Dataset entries
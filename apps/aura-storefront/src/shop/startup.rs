use super::*;

pub(crate) fn run() -> Result<(), eframe::Error> {
    env_logger::init();

    let native_options = eframe::NativeOptions {
        viewport: egui::ViewportBuilder::default()
            .with_title(APP_TITLE)
            .with_inner_size([1280.0, 860.0])
            .with_min_inner_size([960.0, 640.0]),
        ..Default::default()
    };

    eframe::run_native(
        APP_TITLE,
        native_options,
        Box::new(|_cc| Ok(Box::new(StorefrontApp::default()))),
    )
}
//! # Reconciler
//!
//! Status reconciliation for ManagedClusters and their dependent records.
//!
//! Each cycle probes every ManagedCluster, folds the probes into a phase and
//! conditions, publishes them as metrics and merges them into the resource's
//! status. Dependent Applications are classified afterwards.

pub mod api;
pub mod conditions;
pub mod dependents;
pub mod health;
pub mod phase;
pub mod probes;
pub mod reconcile;
pub mod status;
pub mod types;

pub use api::{AppRecord, KubePlatformApi, PlatformApi, WorkloadInstance};
pub use dependents::{DependentKind, DependentPhase, DependentRecord};
pub use health::{AppHealth, HealthSnapshot, SyncStatus};
pub use phase::{compute_phase, Phase};
pub use reconcile::{reconcile_cluster, run_cycle, CycleSummary};
pub use types::{Probe, ReconcileOutcome, Reconciler, ReconcilerError};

**HOW TO COMPLETE THIS TASK**
The data must be output in full, exactly as given.

**ANSWER TO THIS TASK**
filename apps/aura-storefront/src/shop/startup.rs
use super::*;

pub(crate) fn run() -> Result<(), eframe::Error> {
    env_logger::init();

    let native_options = eframe::NativeOptions {
        viewport: egui::ViewportBuilder::default()
            .with_title(APP_TITLE)
            .with_inner_size([1280.0, 860.0])
            .with_min_inner_size([960.0, 640.0]),
        ..Default::default()
    };

    eframe::run_native(
        APP_TITLE,
        native_options,
        Box::new(|_cc| Ok(Box::new(StorefrontApp::default()))),
    )
}
//! # Reconciler
//!
//! Status reconciliation for ManagedClusters and their dependent records.
//!
//! Each cycle probes every ManagedCluster, folds the probes into a phase and
//! conditions, publishes them as metrics and merges them into the resource's
//! status. Dependent Applications are classified afterwards.

pub mod api;
pub mod conditions;
pub mod dependents;
pub mod health;
pub mod phase;
pub mod probes;
pub mod reconcile;
pub mod status;
pub mod types;

pub use api::{AppRecord, KubePlatformApi, PlatformApi, WorkloadInstance};
pub use dependents::{DependentKind, DependentPhase, DependentRecord};
pub use health::{AppHealth, HealthSnapshot, SyncStatus};
pub use phase::{compute_phase, Phase};
pub use reconcile::{reconcile_cluster, run_cycle, CycleSummary};
pub use types::{Probe, ReconcileOutcome, Reconciler, ReconcilerError};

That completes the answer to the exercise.